Вот что еще я вам скажу: в каком-то смысле страх так называемых религиозных людей всего мира ― если появится больше свободы, все станут аморальнее ― оправдан, ведь на протяжении тысячелетий людям навязывали ложную мораль. На мой взгляд, подлинная аморальность лучше притворной морали. Я лучше останусь злодеем, чем буду мнить себя джентльменом; это, по крайней мере, больше похоже на правду. Понимание того, что я вор, будет ближе к истине. И как только ко мне придет ясное осознание того, что я вор, появится возможность трансформации, отказа от воровства.

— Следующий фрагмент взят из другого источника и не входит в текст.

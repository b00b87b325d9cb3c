//! Sandbox Monitor - headless runner
//!
//! Chạy một lệnh trong sandbox, in mọi core event ra stdout (mỗi dòng một
//! JSON), dừng khi process thoát hoặc khi nhận Ctrl-C.
//!
//! ```text
//! SANDBOX_JAIL=/tmp/jail sandbox-monitor python3 job.py
//! ```

use std::path::PathBuf;
use std::sync::Arc;

use sandbox_monitor_core::constants;
use sandbox_monitor_core::logic::ai_bridge::RemoteAnalyzer;
use sandbox_monitor_core::logic::config::Settings;
use sandbox_monitor_core::logic::events::EventSink;
use sandbox_monitor_core::logic::execution::{Orchestrator, StartOptions};
use sandbox_monitor_core::logic::store::AnalysisStore;

fn env_flag(name: &str) -> bool {
    std::env::var(name)
        .map(|v| matches!(v.trim(), "1" | "true" | "yes"))
        .unwrap_or(false)
}

#[tokio::main]
async fn main() {
    env_logger::Builder::from_env(env_logger::Env::default().default_filter_or("info")).init();

    log::info!("Starting {} v{}", constants::APP_NAME, constants::APP_VERSION);

    let mut argv: Vec<String> = std::env::args().skip(1).collect();
    if argv.first().map(String::as_str) == Some("--") {
        argv.remove(0);
    }
    if argv.is_empty() {
        eprintln!("usage: {} [--] <command> [args...]", constants::APP_NAME);
        std::process::exit(2);
    }

    // 1. Settings (never fatal)
    let settings = Settings::load_or_default(&constants::get_config_path()).apply_env_overrides();

    // 2. Store + retention
    let store = match AnalysisStore::open(&settings.storage.path) {
        Ok(store) => Arc::new(store),
        Err(e) => {
            log::error!("Cannot open store at {}: {}", settings.storage.path.display(), e);
            std::process::exit(1);
        }
    };
    match store.purge_older_than(settings.storage.retention_days) {
        Ok(0) => {}
        Ok(n) => log::info!("Retention: purged {} runs", n),
        Err(e) => log::warn!("Retention purge failed: {}", e),
    }

    // 3. Remote analyzer (optional)
    let analyzer = match RemoteAnalyzer::from_settings(&settings.remote) {
        Ok(Some(analyzer)) => Some(Arc::new(analyzer)),
        Ok(None) => {
            log::info!("No remote analyzer configured, using local classifier only");
            None
        }
        Err(e) => {
            log::warn!("Remote analyzer unavailable ({}), using local classifier only", e);
            None
        }
    };

    // 4. Event printer (stand-in for the presentation layer)
    let (sink, mut events) = EventSink::channel();
    let printer = tokio::spawn(async move {
        while let Some(event) = events.recv().await {
            match serde_json::to_string(&event) {
                Ok(line) => println!("{}", line),
                Err(e) => log::warn!("Unprintable event {}: {}", event.name(), e),
            }
        }
    });

    // 5. Run
    let orchestrator = Orchestrator::new(settings, store, analyzer, sink);
    let mut options = StartOptions {
        command: argv.remove(0),
        args: argv,
        ..Default::default()
    };
    options.isolation.jail_root = std::env::var_os("SANDBOX_JAIL").map(PathBuf::from);
    options.isolation.network_isolation = env_flag("SANDBOX_NET_ISOLATION");
    options.sample_log = std::env::var_os("SANDBOX_SAMPLE_LOG").map(PathBuf::from);

    if let Err(e) = orchestrator.start(options).await {
        log::error!("{}", e);
        std::process::exit(1);
    }

    let exit_code = tokio::select! {
        code = orchestrator.wait() => code,
        _ = tokio::signal::ctrl_c() => {
            log::info!("Interrupted, stopping");
            orchestrator.stop().await;
            None
        }
    };
    orchestrator.stop().await;

    drop(orchestrator);
    let _ = printer.await;
    std::process::exit(exit_code.unwrap_or(1));
}
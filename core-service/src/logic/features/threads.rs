//! Thread / Handle Feature Extraction

use super::snapshot::{FeatureExtractor, FeatureSnapshot};
use super::trend::TrendAccumulator;
use crate::logic::ingestion::ProcessMetricsSample;

#[derive(Debug, Clone, Default)]
pub struct ThreadFeatures {
    pub max_threads: u32,
    pub max_open_files: u32,
    pub max_sockets: u32,
    trend: TrendAccumulator,
}

impl ThreadFeatures {
    pub fn new() -> Self {
        Self::default()
    }
}

impl FeatureExtractor for ThreadFeatures {
    fn add_sample(&mut self, sample: &ProcessMetricsSample) {
        self.max_threads = self.max_threads.max(sample.threads);
        self.max_open_files = self.max_open_files.max(sample.open_files);
        self.max_sockets = self.max_sockets.max(sample.socket_count.unwrap_or(0));
        self.trend.push(sample.threads as f64);
    }

    fn extract(&self, snapshot: &mut FeatureSnapshot) {
        snapshot.threads_avg = self.trend.mean();
        snapshot.threads_max = self.max_threads;
        snapshot.threads_trend = self.trend.normalized();
        snapshot.open_files_max = self.max_open_files;
        snapshot.socket_max = self.max_sockets;
    }
}
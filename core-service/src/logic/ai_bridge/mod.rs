//! AI Bridge - Remote Classification Client
//!
//! Gửi cửa sổ sample gần nhất tới remote service và nhận về `AnomalyAnalysis`.
//! Xoay vòng nhiều credential, sống sót qua rate limit, retry với backoff.
//! Thất bại ở đây không bao giờ là lỗi của người dùng: pipeline sẽ fallback
//! sang local classifier.
//!
//! ## Structure
//! - `error`: RemoteError + retry taxonomy
//! - `credentials`: round-robin pool with cooldowns
//! - `backoff`: exponential backoff with jitter
//! - `request`: request shaping + strict response parsing
//! - `transport`: `CompletionTransport` seam + reqwest implementation

pub mod backoff;
pub mod credentials;
pub mod error;
pub mod request;
pub mod transport;

#[cfg(test)]
mod tests;

use std::sync::Arc;
use std::time::{Duration, Instant};

pub use backoff::RetryPolicy;
pub use credentials::{hash_credential, CredentialPool, CredentialUsage};
pub use error::RemoteError;
pub use request::{parse_response, AnalysisRequest, ExecutionContext};
pub use transport::{CompletionTransport, HttpTransport};

use crate::logic::config::RemoteSettings;
use crate::logic::threat::AnomalyAnalysis;

// ============================================================================
// ANALYZER
// ============================================================================

pub struct RemoteAnalyzer {
    transport: Arc<dyn CompletionTransport>,
    pool: CredentialPool,
    policy: RetryPolicy,
    model: String,
}

impl RemoteAnalyzer {
    pub fn new(
        transport: Arc<dyn CompletionTransport>,
        credentials: Vec<String>,
        cooldown: Duration,
        policy: RetryPolicy,
        model: &str,
    ) -> Self {
        let pool = CredentialPool::new(transport.provider(), credentials, cooldown);
        Self {
            transport,
            pool,
            policy,
            model: model.to_string(),
        }
    }

    /// `Ok(None)` when no endpoint or no credentials are configured
    pub fn from_settings(settings: &RemoteSettings) -> Result<Option<Self>, RemoteError> {
        if settings.endpoint.trim().is_empty() || settings.credentials.is_empty() {
            return Ok(None);
        }

        let transport = HttpTransport::new(
            &settings.endpoint,
            Duration::from_secs(settings.timeout_secs.max(1)),
        )?;
        let analyzer = Self::new(
            Arc::new(transport),
            settings.credentials.clone(),
            Duration::from_secs(settings.cooldown_secs),
            settings.retry_policy(),
            &settings.model,
        );

        if analyzer.pool.is_empty() {
            return Ok(None);
        }
        log::info!(
            "Remote analyzer ready: provider={}, credentials={}",
            analyzer.pool.provider(),
            analyzer.pool.len()
        );
        Ok(Some(analyzer))
    }

    pub fn model(&self) -> &str {
        &self.model
    }

    pub fn credential_usage(&self) -> Vec<CredentialUsage> {
        self.pool.usage_snapshot()
    }

    /// Classify one window. Rate limits rotate to the next credential at
    /// once; other transient errors back off; anything else fails fast.
    pub async fn analyze(&self, request: &AnalysisRequest) -> Result<AnomalyAnalysis, RemoteError> {
        if self.pool.is_empty() {
            return Err(RemoteError::NotConfigured);
        }

        // bounds the loop even if cooldowns are zero
        let budget = self.pool.len() as u32 + self.policy.max_attempts.max(1);
        let mut transient_failures = 0u32;
        let mut last_error: Option<RemoteError> = None;

        for _ in 0..budget {
            let Some(lease) = self.pool.next() else {
                log::warn!("Remote analysis: no credential available");
                return Err(RemoteError::CredentialsExhausted);
            };

            let started = Instant::now();
            let outcome = match self.transport.complete(&lease.key, request).await {
                Ok(text) => parse_response(&text),
                Err(e) => Err(e),
            };
            let elapsed_ms = started.elapsed().as_millis();

            match outcome {
                Ok(analysis) => {
                    self.pool.record_success(&lease);
                    log::info!(
                        "Remote attempt ok: credential={} type={} score={:.2} ({} ms)",
                        lease.id, analysis.anomaly_type, analysis.anomaly_score, elapsed_ms
                    );
                    return Ok(analysis);
                }
                Err(RemoteError::RateLimited { retry_after }) => {
                    log::warn!("Remote attempt rate limited: credential={} ({} ms)", lease.id, elapsed_ms);
                    self.pool.mark_rate_limited(&lease, retry_after);
                    last_error = Some(RemoteError::RateLimited { retry_after });
                }
                Err(e) if e.is_retryable() => {
                    self.pool.record_failure(&lease);
                    log::warn!("Remote attempt failed: credential={} error={} ({} ms)", lease.id, e, elapsed_ms);
                    if transient_failures + 1 >= self.policy.max_attempts {
                        return Err(RemoteError::RetriesExhausted(e.to_string()));
                    }
                    let delay = self.policy.delay(transient_failures);
                    transient_failures += 1;
                    last_error = Some(e);
                    tokio::time::sleep(delay).await;
                }
                Err(e) => {
                    self.pool.record_failure(&lease);
                    log::warn!("Remote attempt failed permanently: credential={} error={} ({} ms)", lease.id, e, elapsed_ms);
                    return Err(e);
                }
            }
        }

        Err(RemoteError::RetriesExhausted(
            last_error.map(|e| e.to_string()).unwrap_or_else(|| "attempt budget spent".to_string()),
        ))
    }
}
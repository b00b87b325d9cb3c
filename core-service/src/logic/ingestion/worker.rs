//! Sample Ingestion Worker
//!
//! Chạy trên OS thread riêng với tokio runtime riêng, để việc poll file,
//! parse và gom batch không bao giờ chặn phía consumer.
//! Giao tiếp duy nhất qua channel: `WorkerCommand` vào, `WorkerMessage` ra.

use std::path::{Path, PathBuf};
use std::thread;
use std::time::Duration;

use notify::{Config as NotifyConfig, EventKind, RecommendedWatcher, RecursiveMode, Watcher};
use tokio::sync::{mpsc, oneshot};
use tokio::time::{interval, sleep, timeout, Instant, MissedTickBehavior};

use super::sample::ProcessMetricsSample;
use super::tail::SampleTail;
use crate::constants;
use crate::logic::liveness::LiveGuard;

// ============================================================================
// MESSAGES
// ============================================================================

#[derive(Debug)]
pub enum WorkerCommand {
    Start { path: PathBuf },
    Stop,
}

#[derive(Debug, Clone, PartialEq)]
pub enum WorkerMessage {
    Started { path: PathBuf },
    Batch(Vec<ProcessMetricsSample>),
    Stopped,
}

// ============================================================================
// CONFIG
// ============================================================================

#[derive(Debug, Clone)]
pub struct WorkerConfig {
    /// Outbound batch cadence
    pub flush_interval: Duration,
    /// Total wait for the sample log to appear
    pub wait_for_file: Duration,
    /// Grace period for the final flush on stop
    pub stop_grace: Duration,
}

impl Default for WorkerConfig {
    fn default() -> Self {
        Self {
            flush_interval: Duration::from_millis(constants::DEFAULT_FLUSH_INTERVAL_MS),
            wait_for_file: Duration::from_millis(constants::SAMPLE_LOG_WAIT_MS),
            stop_grace: Duration::from_millis(constants::WORKER_STOP_GRACE_MS),
        }
    }
}

// ============================================================================
// HANDLE
// ============================================================================

pub struct IngestionHandle {
    commands: mpsc::UnboundedSender<WorkerCommand>,
    kill: Option<oneshot::Sender<()>>,
    done: Option<oneshot::Receiver<()>>,
    stop_grace: Duration,
}

impl IngestionHandle {
    pub fn start(&self, path: PathBuf) {
        if self.commands.send(WorkerCommand::Start { path }).is_err() {
            log::warn!("Ingestion worker already gone, start ignored");
        }
    }

    /// Ask for a final flush, then terminate forcibly if the worker does not
    /// confirm within the grace period. Safe to call more than once.
    pub async fn stop(&mut self) {
        let Some(mut done) = self.done.take() else {
            return;
        };

        let _ = self.commands.send(WorkerCommand::Stop);
        if timeout(self.stop_grace, &mut done).await.is_ok() {
            return;
        }

        log::warn!("Ingestion worker unresponsive after {:?}, terminating", self.stop_grace);
        if let Some(kill) = self.kill.take() {
            let _ = kill.send(());
        }
        let _ = timeout(Duration::from_millis(200), done).await;
    }
}

/// Spawn the worker thread. It idles until `IngestionHandle::start`.
pub fn spawn(
    config: WorkerConfig,
    out: mpsc::UnboundedSender<WorkerMessage>,
    live: LiveGuard,
) -> std::io::Result<IngestionHandle> {
    let (cmd_tx, cmd_rx) = mpsc::unbounded_channel();
    let (kill_tx, kill_rx) = oneshot::channel::<()>();
    let (done_tx, done_rx) = oneshot::channel::<()>();
    let stop_grace = config.stop_grace;

    thread::Builder::new()
        .name("sample-ingest".to_string())
        .spawn(move || {
            let rt = match tokio::runtime::Builder::new_current_thread().enable_all().build() {
                Ok(rt) => rt,
                Err(e) => {
                    log::error!("Failed to create ingestion runtime: {}", e);
                    drop(live);
                    let _ = done_tx.send(());
                    return;
                }
            };

            rt.block_on(async move {
                tokio::select! {
                    _ = run(config, cmd_rx, out) => {}
                    Ok(()) = kill_rx => log::warn!("Ingestion worker terminated"),
                }
            });

            drop(live);
            let _ = done_tx.send(());
        })?;

    Ok(IngestionHandle {
        commands: cmd_tx,
        kill: Some(kill_tx),
        done: Some(done_rx),
        stop_grace,
    })
}

// ============================================================================
// WORKER LOOP
// ============================================================================

async fn run(
    config: WorkerConfig,
    mut commands: mpsc::UnboundedReceiver<WorkerCommand>,
    out: mpsc::UnboundedSender<WorkerMessage>,
) {
    let path = loop {
        match commands.recv().await {
            Some(WorkerCommand::Start { path }) => break path,
            Some(WorkerCommand::Stop) | None => {
                let _ = out.send(WorkerMessage::Stopped);
                return;
            }
        }
    };

    log::info!("Ingestion worker started: {:?}", path);
    let _ = out.send(WorkerMessage::Started { path: path.clone() });

    if !wait_for_file(&path, config.wait_for_file, &mut commands).await {
        // Stop arrived while waiting, nothing was read yet
        let _ = out.send(WorkerMessage::Stopped);
        return;
    }

    let (change_tx, mut change_rx) = mpsc::unbounded_channel::<()>();
    let _watcher = watch_file(&path, change_tx);

    let mut tail = SampleTail::new(path);
    let mut buffer: Vec<ProcessMetricsSample> = Vec::new();
    let mut ticker = interval(config.flush_interval);
    ticker.set_missed_tick_behavior(MissedTickBehavior::Delay);

    loop {
        tokio::select! {
            Some(()) = change_rx.recv() => {
                read_into(&mut tail, &mut buffer);
            }
            _ = ticker.tick() => {
                // Re-check on every tick in case a notification was missed
                read_into(&mut tail, &mut buffer);
                flush(&mut buffer, &out);
            }
            cmd = commands.recv() => match cmd {
                Some(WorkerCommand::Start { path }) => {
                    log::warn!("Ingestion worker already running, ignoring start for {:?}", path);
                }
                Some(WorkerCommand::Stop) | None => break,
            },
        }
    }

    read_into(&mut tail, &mut buffer);
    flush(&mut buffer, &out);
    log::info!("Ingestion worker stopped (offset {})", tail.offset());
    let _ = out.send(WorkerMessage::Stopped);
}

/// Bounded wait with backoff. Returns false only when told to stop.
async fn wait_for_file(
    path: &Path,
    total: Duration,
    commands: &mut mpsc::UnboundedReceiver<WorkerCommand>,
) -> bool {
    let deadline = Instant::now() + total;
    let mut step = Duration::from_millis(100);

    while !path.exists() {
        let now = Instant::now();
        if now >= deadline {
            log::debug!("Sample log {:?} not present yet, continuing on cadence", path);
            return true;
        }

        let wait = step.min(deadline - now);
        tokio::select! {
            _ = sleep(wait) => {}
            cmd = commands.recv() => match cmd {
                Some(WorkerCommand::Stop) | None => return false,
                Some(WorkerCommand::Start { .. }) => {}
            },
        }
        step = (step * 2).min(Duration::from_millis(500));
    }

    true
}

fn watch_file(path: &Path, changes: mpsc::UnboundedSender<()>) -> Option<RecommendedWatcher> {
    let parent = path.parent().filter(|p| !p.as_os_str().is_empty())?.to_path_buf();
    let file_name = path.file_name()?.to_os_string();

    let mut watcher = match RecommendedWatcher::new(
        move |result: notify::Result<notify::Event>| {
            let Ok(event) = result else { return };
            let relevant = matches!(
                event.kind,
                EventKind::Create(_) | EventKind::Modify(_) | EventKind::Any
            ) && event.paths.iter().any(|p| p.file_name() == Some(file_name.as_os_str()));
            if relevant {
                let _ = changes.send(());
            }
        },
        NotifyConfig::default(),
    ) {
        Ok(watcher) => watcher,
        Err(e) => {
            log::warn!("File watcher unavailable ({}), polling on cadence only", e);
            return None;
        }
    };

    if let Err(e) = watcher.watch(&parent, RecursiveMode::NonRecursive) {
        log::warn!("Failed to watch {:?}: {}", parent, e);
        return None;
    }

    Some(watcher)
}

fn read_into(tail: &mut SampleTail, buffer: &mut Vec<ProcessMetricsSample>) {
    match tail.read_new() {
        Ok(samples) => buffer.extend(samples),
        // File not there yet or briefly unreadable
        Err(e) => log::trace!("Sample log read skipped: {}", e),
    }
}

fn flush(buffer: &mut Vec<ProcessMetricsSample>, out: &mpsc::UnboundedSender<WorkerMessage>) {
    if buffer.is_empty() {
        return;
    }
    let batch = std::mem::take(buffer);
    let _ = out.send(WorkerMessage::Batch(batch));
}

Если мы полностью осознаем, что человек не морален, а аморален, что наша цивилизация ― притворство, а вся культура ― нонсенс, если это станет нам предельно ясно, то мы сможем по-другому взглянуть на человечество и на свое место в мире. Тогда мы сможем подумать о том, чтобы как-то изменить свою жизнь, дать ей новое направление. А для тех, кто пребывает в заблуждении, считая себя моральным и этичным, хотя глубоко внутри они аморальны и неэтичны, путь к трансформации так и будет закрыт.
Как только мы начнем мыслить независимо, первое, что с нами случится, ― нам откроются кое-какие истины о нас самих. Очень немногие из нас способны их увидеть; мы все считаем себя теми, кем не являемся. Кто-то носит рясу и считает себя святым. Кто-то наносит на лоб сандаловую пасту, перебирает четки, надевает на шею священную нить и считает себя религиозным. Кто-то каждое утро ходит в храм и думает, что таким образом становится добродетельным. Если мы начнем мыслить независимо, то сможем увидеть, что никакой религиозности во всем этом нет.
Может ли человек стать святым, нося определенную одежду? Или может ли человек стать святым, употребляя определенную пищу? Нельзя стать святым, принимая ту или иную пищу, так же как нельзя стать монахом, нося ту или иную одежду. Еда и одежда ― это сущие пустяки, а святость ― нечто уникальное и ценное. Нельзя стать святым, занимаясь такими пустяками.
Нам не открываются эти истины о самих себе, нам не становятся известны эти факты, потому что наше мышление ― зависимо. Стоит кому-то сказать, что люди, носящую определенную одежду, ― святые, как мы тут же начинаем это повторять. И вот, посчитав святыми тех, кто носит определенную одежду, однажды мы сами облачаемся в ту же одежду и начинаем думать, что мы тоже святые. Нам и в голову не приходит, что это все не имеет к святости никакого отношения, мы просто слепо это принимаем.
По правде говоря, трудно найти большего глупца, чем тот, кто видит святость в ношении какой-то определенной одежды. А если кто-то видит святость в том, что человек питается другой едой, ― над этим можно лишь посмеяться, ничего более. Мы не замечаем таких нелепых вещей, потому что их можно увидеть, только если мыслить независимо. Только независимое мышление позволит нам обнаружить эту очевидную истину. Если у нас внутри ад, этот ад нам и откроется. И пусть мы замаскировали его ароматными цветами ― это ничего не меняет. Если у нас внутри сидит зверь, то этот зверь предстанет перед нам без прикрас. Пока мы не увидим во всех подробностях нашу истину и нашу реальность, никакой рост в нашей жизни невозможен.